Ah,.. quite so. So how about we explicitly destroy the list when the

Right, I guess it uses kernel based things, I guess we could not add
kernel based counters to the list.
--

From: Oleg Nesterov
Date: Tuesday, November 9, 2010 - 10:42 am

Yes, I think it makes sense to destroy the list and set ->owner = NULL.
If we reset the owner, we can also avoid get_task_struct().

The only problem is perf_event_release_kernel(), it can race with the
exiting event->owner. It can do get_task_struct() under rcu lock temporary,

Agreed, another case when event->owner should be NULL.



Hmm. With or without these changes. Shouldn't perf_event_release_kernel()
remove the event from list before anything else? Otherwise, afaics a thread
which does close(event_fd) can race with creator doing prctl(EVENTS_ENABLE),
no?

Oleg.

--

From: Peter Zijlstra
Date: Tuesday, November 9, 2010 - 11:01 am

I think you're right, how about something like this?

---
Index: linux-2.6/kernel/perf_event.c
===================================================================
--- linux-2.6.orig/kernel/perf_event.c
+++ linux-2.6/kernel/perf_event.c
@@ -2234,11 +2234,6 @@ int perf_event_release_kernel(struct per
 	raw_spin_unlock_irq(&ctx->lock);
 	mutex_unlock(&ctx->mutex);
 
-	mutex_lock(&event->owner->perf_event_mutex);
-	list_del_init(&event->owner_entry);
-	mutex_unlock(&event->owner->perf_event_mutex);
-	put_task_struct(event->owner);
-
 	free_event(event);
 
 	return 0;
@@ -2254,6 +2249,12 @@ static int perf_release(struct inode *in
 
 	file->private_data = NULL;
 
+	if (event->owner) {
+		mutex_lock(&event->owner->perf_event_mutex);
+		list_del_init(&event->owner_entry);
+		mutex_unlock(&event->owner->perf_event_mutex);
+	}
+
 	return perf_event_release_kernel(event);
 }
 
@@ -5677,7 +5678,7 @@ SYSCALL_DEFINE5(perf_event_open,
 	mutex_unlock(&ctx->mutex);
 
 	event->owner = current;
-	get_task_struct(current);
+
 	mutex_lock(&current->perf_event_mutex);
 	list_add_tail(&event->owner_entry, &current->perf_event_list);
 	mutex_unlock(&current->perf_event_mutex);
@@ -5745,12 +5746,6 @@ perf_event_create_kernel_counter(struct 
 	++ctx->generation;
 	mutex_unlock(&ctx->mutex);
 
-	event->owner = current;
-	get_task_struct(current);
-	mutex_lock(&current->perf_event_mutex);
-	list_add_tail(&event->owner_entry, &current->perf_event_list);
-	mutex_unlock(&current->perf_event_mutex);
-
 	return event;
 
 err_free:
@@ -5901,8 +5896,16 @@ static void perf_event_exit_task_context
  */
 void perf_event_exit_task(struct task_struct *child)
 {
+	struct perf_event *event, *tmp;
 	int ctxn;
 
+	mutex_lock(&child->perf_event_mutex);
+	list_for_each_entry_safe(event, tmp, &child->perf_event_list,
+				 owner_entry) {
+		list_del_init(&event->owner_entry);
+	}
+	mutex_unlock(&child->perf_event_mutex);
+
 	for_each_task_context_nr(ctxn)
 ...
From: Oleg Nesterov
Date: Tuesday, November 9, 2010 - 11:57 am

I need to read it with a fresh head ;)


Agreed, it is better to do this in perf_release().

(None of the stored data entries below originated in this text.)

//! Hand-off from a blocking chunk producer to the HTTP response body.
//!
//! The producer runs on a worker task, appending into a pooled buffer and
//! calling [`Chunker::write`] after each step. The first write decides the
//! body mode: a query that finished inside its first buffer becomes a
//! `Content-Length` reply; anything longer becomes a streamed body fed
//! through a bounded channel, with `blocking_send` as the back-pressure
//! point. A dropped receiver means the client went away; the chunker then
//! marks itself cancelled and every later write short-circuits. A failure
//! after streaming has begun is forwarded as an `Err` chunk, which aborts
//! the response body without its terminator.

use bytes::Bytes;
use tokio::sync::{mpsc, oneshot};
use tracing::debug;

use crate::error::HttpError;

/// Bytes accumulated before a chunk is emitted mid-stream.
pub const CHUNK_THRESHOLD: usize = 64 * 1024;

/// Channel depth for in-flight chunks; one keeps the producer a single
/// chunk ahead of the network writer.
const CHUNK_QUEUE: usize = 1;

/// One frame of a streamed body.
pub type Chunk = Result<Bytes, HttpError>;

/// What the handler receives once the body mode is known.
pub enum Payload {
    /// The whole body, to be sent with a `Content-Length` header.
    Complete(Bytes),
    /// A streamed body; chunks arrive on the receiver.
    Streaming(mpsc::Receiver<Chunk>),
    /// The producer failed before anything was sent.
    Failed(HttpError),
}

pub struct Chunker {
    head: Option<oneshot::Sender<Payload>>,
    tx: Option<mpsc::Sender<Chunk>>,
    rx: Option<mpsc::Receiver<Chunk>>,
    cancelled: bool,
    done: bool,
}

impl Chunker {
    pub fn new(head: oneshot::Sender<Payload>) -> Chunker {
        let (tx, rx) = mpsc::channel(CHUNK_QUEUE);
        Chunker {
            head: Some(head),
            tx: Some(tx),
            rx: Some(rx),
            cancelled: false,
            done: false,
        }
    }

    /// Hand the accumulated bytes onward. Drains `buf` when a chunk or the
    /// complete body is emitted; leaves it accumulating otherwise.
    pub fn write(&mut self, buf: &mut Vec<u8>, last: bool) -> Result<(), HttpError> {
        if self.done {
            return Err(HttpError::Internal("write called after done".to_string()));
        }
        if self.cancelled {
            return Err(HttpError::Disconnected);
        }

        if let Some(head) = self.head.take() {
            if last {
                // Whole body fit the first buffer.
                self.done = true;
                let body = Bytes::copy_from_slice(buf);
                buf.clear();
                return match head.send(Payload::Complete(body)) {
                    Ok(()) => Ok(()),
                    Err(_) => self.cancel(),
                };
            }

            let rx = self.rx.take();
            match rx.map(|rx| head.send(Payload::Streaming(rx))) {
                Some(Ok(())) => {}
                _ => return self.cancel(),
            }
        }

        if buf.len() > CHUNK_THRESHOLD || (last && !buf.is_empty()) {
            let chunk = Bytes::copy_from_slice(buf);
            buf.clear();
            let sent = self
                .tx
                .as_ref()
                .map(|tx| tx.blocking_send(Ok(chunk)))
                .is_some_and(|r| r.is_ok());
            if !sent {
                return self.cancel();
            }
        }

        if last {
            // Dropping the sender completes the stream.
            self.tx = None;
            self.done = true;
        }
        Ok(())
    }

    /// Report a producer failure. Before the body mode is decided this
    /// becomes an error response; afterwards the error is forwarded as a
    /// terminal `Err` chunk, cutting the stream off without its
    /// terminator.
    pub fn fail(&mut self, error: HttpError) {
        if let Some(head) = self.head.take() {
            let _ = head.send(Payload::Failed(error));
        } else if let Some(tx) = self.tx.take() {
            debug!(error = %error, "aborting response stream");
            let _ = tx.blocking_send(Err(error));
        }
        self.tx = None;
        self.done = true;
    }

    pub fn cancelled(&self) -> bool {
        self.cancelled
    }

    pub fn done(&self) -> bool {
        self.done
    }

    fn cancel(&mut self) -> Result<(), HttpError> {
        self.cancelled = true;
        self.done = true;
        self.tx = None;
        Err(HttpError::Disconnected)
    }
}
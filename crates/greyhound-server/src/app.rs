//! Server lifecycle: listeners, accept loops, and shutdown.
//!
//! One plain listener is always bound; a TLS listener with identical
//! routing is added when `securePort` (with its key material) is
//! configured. Each connection is served by hyper's auto protocol builder
//! on its own task, so slow streams never block the accept loops.

use std::convert::Infallible;
use std::net::SocketAddr;
use std::sync::Arc;

use hyper::body::Incoming;
use hyper::service::service_fn;
use hyper::Request;
use hyper_util::rt::{TokioExecutor, TokioIo};
use hyper_util::server::conn::auto;
use thiserror::Error;
use tokio::io::{AsyncRead, AsyncWrite};
use tokio::net::TcpListener;
use tokio::sync::oneshot;
use tokio::task::JoinHandle;
use tokio_native_tls::TlsAcceptor;
use tracing::{debug, error, info, warn};

use greyhound_core::DirectoryOpener;

use crate::auth::Auth;
use crate::config::Configuration;
use crate::manager::Manager;
use crate::router::Router;

#[derive(Debug, Error)]
pub enum AppError {
    #[error("failed to bind {addr}: {source}")]
    Bind {
        addr: SocketAddr,
        source: std::io::Error,
    },
    #[error("failed to load TLS identity: {0}")]
    Tls(String),
    #[error(transparent)]
    Io(#[from] std::io::Error),
}

/// A running service instance.
pub struct App {
    manager: Arc<Manager>,
    addr: SocketAddr,
    secure_addr: Option<SocketAddr>,
    shutdown: Vec<oneshot::Sender<()>>,
    handles: Vec<JoinHandle<()>>,
}

impl App {
    /// Bind the configured listeners and start serving.
    pub async fn start(config: Configuration) -> Result<App, AppError> {
        let opener = Arc::new(
            DirectoryOpener::new(config.cache_bytes).with_arbiter(config.arbiter.clone()),
        );
        let auth = config.auth.as_ref().map(Auth::new);
        let manager = Manager::new(&config, opener, auth);
        let router = Arc::new(Router::new(manager.clone()));

        let mut app = App {
            manager,
            addr: ([0, 0, 0, 0], 0).into(),
            secure_addr: None,
            shutdown: Vec::new(),
            handles: Vec::new(),
        };

        app.addr = app
            .listen(config.http.port, router.clone(), None)
            .await?;
        info!(addr = %app.addr, "HTTP listening");

        if let Some(port) = config.http.secure_port {
            let acceptor = load_tls(&config)?;
            let addr = app.listen(port, router, Some(acceptor)).await?;
            info!(addr = %addr, "HTTPS listening");
            app.secure_addr = Some(addr);
        }

        Ok(app)
    }

    async fn listen(
        &mut self,
        port: u16,
        router: Arc<Router>,
        tls: Option<TlsAcceptor>,
    ) -> Result<SocketAddr, AppError> {
        let addr: SocketAddr = ([0, 0, 0, 0], port).into();
        let listener = TcpListener::bind(addr)
            .await
            .map_err(|source| AppError::Bind { addr, source })?;
        let local = listener.local_addr()?;

        let (tx, rx) = oneshot::channel::<()>();
        self.shutdown.push(tx);
        self.handles.push(tokio::spawn(async move {
            tokio::select! {
                () = serve(listener, router, tls) => debug!("accept loop ended"),
                _ = rx => debug!(addr = %local, "listener shutting down"),
            }
        }));

        Ok(local)
    }

    /// The bound plain-HTTP address.
    pub fn addr(&self) -> SocketAddr {
        self.addr
    }

    pub fn secure_addr(&self) -> Option<SocketAddr> {
        self.secure_addr
    }

    pub fn manager(&self) -> &Arc<Manager> {
        &self.manager
    }

    /// Stop the listeners and join the sweeper.
    pub async fn stop(mut self) {
        for tx in self.shutdown.drain(..) {
            let _ = tx.send(());
        }
        for handle in self.handles.drain(..) {
            let _ = handle.await;
        }
        self.manager.shutdown().await;
        info!("stopped");
    }
}

impl Drop for App {
    fn drop(&mut self) {
        for handle in self.handles.drain(..) {
            handle.abort();
        }
    }
}

async fn serve(listener: TcpListener, router: Arc<Router>, tls: Option<TlsAcceptor>) {
    let tls = tls.map(Arc::new);
    loop {
        match listener.accept().await {
            Ok((stream, peer)) => {
                let router = router.clone();
                let tls = tls.clone();
                tokio::spawn(async move {
                    match tls {
                        None => serve_connection(stream, router, peer).await,
                        Some(acceptor) => match acceptor.accept(stream).await {
                            Ok(stream) => serve_connection(stream, router, peer).await,
                            Err(e) => warn!(peer = %peer, error = %e, "TLS handshake failed"),
                        },
                    }
                });
            }
            Err(e) => {
                error!(error = %e, "failed to accept connection");
            }
        }
    }
}

async fn serve_connection<S>(stream: S, router: Arc<Router>, peer: SocketAddr)
where
    S: AsyncRead + AsyncWrite + Unpin + Send + 'static,
{
    let io = TokioIo::new(stream);
    let service = service_fn(move |req: Request<Incoming>| {
        let router = router.clone();
        async move { Ok::<_, Infallible>(router.route(req).await) }
    });

    if let Err(e) = auto::Builder::new(TokioExecutor::new())
        .serve_connection(io, service)
        .await
    {
        warn!(peer = %peer, error = %e, "HTTP connection error");
    }
}

fn load_tls(config: &Configuration) -> Result<TlsAcceptor, AppError> {
    let (Some(key), Some(cert)) = (&config.http.key_file, &config.http.cert_file) else {
        return Err(AppError::Tls(
            "securePort requires keyFile and certFile".to_string(),
        ));
    };
    let cert_pem = std::fs::read(cert)?;
    let key_pem = std::fs::read(key)?;
    let identity = native_tls::Identity::from_pkcs8(&cert_pem, &key_pem)
        .map_err(|e| AppError::Tls(e.to_string()))?;
    let acceptor = native_tls::TlsAcceptor::new(identity).map_err(|e| AppError::Tls(e.to_string()))?;
    Ok(TlsAcceptor::from(acceptor))
}
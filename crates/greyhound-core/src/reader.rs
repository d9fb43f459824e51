//! The reader seam: capabilities an opened index exposes to the service.
//!
//! The service layer only ever talks to these traits; any engine that can
//! open a named index and answer depth/bounds queries plugs in through
//! [`ReaderOpener`]. The bundled [`DirectoryReader`](crate::DirectoryReader)
//! is one such engine.

use std::path::{Path, PathBuf};
use std::sync::Arc;

use thiserror::Error;

use crate::bounds::Bounds;
use crate::info::{FileInfo, ResourceInfo};
use crate::params::{FileSearch, HierarchyParams, ReadParams};
use crate::schema::{Offset, Scale};

/// Failure to open an index at a candidate path.
#[derive(Debug, Error)]
pub enum OpenError {
    #[error("no index at {0}")]
    NotFound(PathBuf),
    #[error("invalid metadata: {0}")]
    Metadata(String),
    #[error(transparent)]
    Io(#[from] std::io::Error),
    #[error(transparent)]
    Json(#[from] serde_json::Error),
}

/// Failure while building or stepping a query.
#[derive(Debug, Error)]
pub enum QueryError {
    #[error("Invalid query: {0}")]
    InvalidQuery(String),
    #[error("query failed: {0}")]
    Failed(String),
}

/// An in-progress point query.
///
/// Implementations append whole point records; a record never straddles two
/// `read_some` calls.
pub trait PointQuery: Send {
    /// Append a bounded batch of encoded points to `buf`.
    ///
    /// Returns `true` once the final point has been appended.
    fn read_some(&mut self, buf: &mut Vec<u8>) -> Result<bool, QueryError>;

    /// Points emitted so far; the total once drained.
    fn num_points(&self) -> u64;
}

/// An opened, concurrently shareable index for one named resource.
pub trait Reader: Send + Sync {
    fn info(&self) -> ResourceInfo;

    /// Occupancy counts over the spatial tree for a bounds/depth window.
    fn hierarchy(&self, params: &HierarchyParams) -> Result<serde_json::Value, QueryError>;

    /// Paths of every source file, ordered by origin id.
    fn file_paths(&self) -> Vec<String>;

    /// Lookup of a single source file by origin id or path.
    fn file_info(&self, search: &FileSearch) -> Option<FileInfo>;

    /// Source files whose footprint overlaps `bounds`.
    fn files_in(
        &self,
        bounds: &Bounds,
        scale: Option<&Scale>,
        offset: Option<&Offset>,
    ) -> Vec<FileInfo>;

    /// Build a point query; cheap, the work happens in
    /// [`PointQuery::read_some`].
    fn query(&self, params: ReadParams) -> Result<Box<dyn PointQuery>, QueryError>;
}

/// Constructs a [`Reader`] from a resolved filesystem path.
pub trait ReaderOpener: Send + Sync {
    fn open(&self, path: &Path) -> Result<Arc<dyn Reader>, OpenError>;
}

But, this can use the already freed task_struct, event->owner.

Either sys_perf_open() should do get_task_struct() like we currently
do, or perf_event_exit_task() should clear event->owner and then
perf_release() should do something like

	rcu_read_lock();
	owner = event->owner;
	if (owner)
		get_task_struct(owner);
	rcu_read_unlock();

	if (owner) {
		mutex_lock(&event->owner->perf_event_mutex);
		list_del_init(&event->owner_entry);
		mutex_unlock(&event->owner->perf_event_mutex);
		put_task_struct(owner);
	}

Probably this can be simplified...

Oleg.

--

From: Peter Zijlstra
Date: Tuesday, November 9, 2010 - 12:16 pm

You're right, and I seem to suffer from a similar problem, will respin
tomorrow.
--

From: Peter Zijlstra
Date: Wednesday, November 10, 2010 - 8:17 am

I think that's still racy, suppose we do:

void perf_event_exit_task(struct task_struct *child)
{
	struct perf_event *event, *tmp;
	int ctxn;

	mutex_lock(&child->perf_event_mutex);
	list_for_each_entry_safe(event, tmp, &child->perf_event_list,
				 owner_entry) {
		event->owner = NULL;
		list_del_init(&event->owner_entry);
	}
	mutex_unlock(&child->perf_event_mutex);

	for_each_task_context_nr(ctxn)
		perf_event_exit_task_context(child, ctxn);
}


and the close() races with an exit, then couldn't we observe
event->owner after the last put_task_struct()? In which case a
get_task_struct() will result in a double-free.


--

From: Oleg Nesterov
Date: Wednesday, November 10, 2010 - 8:44 am

I think no. Note that we do not just free task_struct via rcu callback.
Instead, delayed_put_task_struct() drops the (may be) last reference.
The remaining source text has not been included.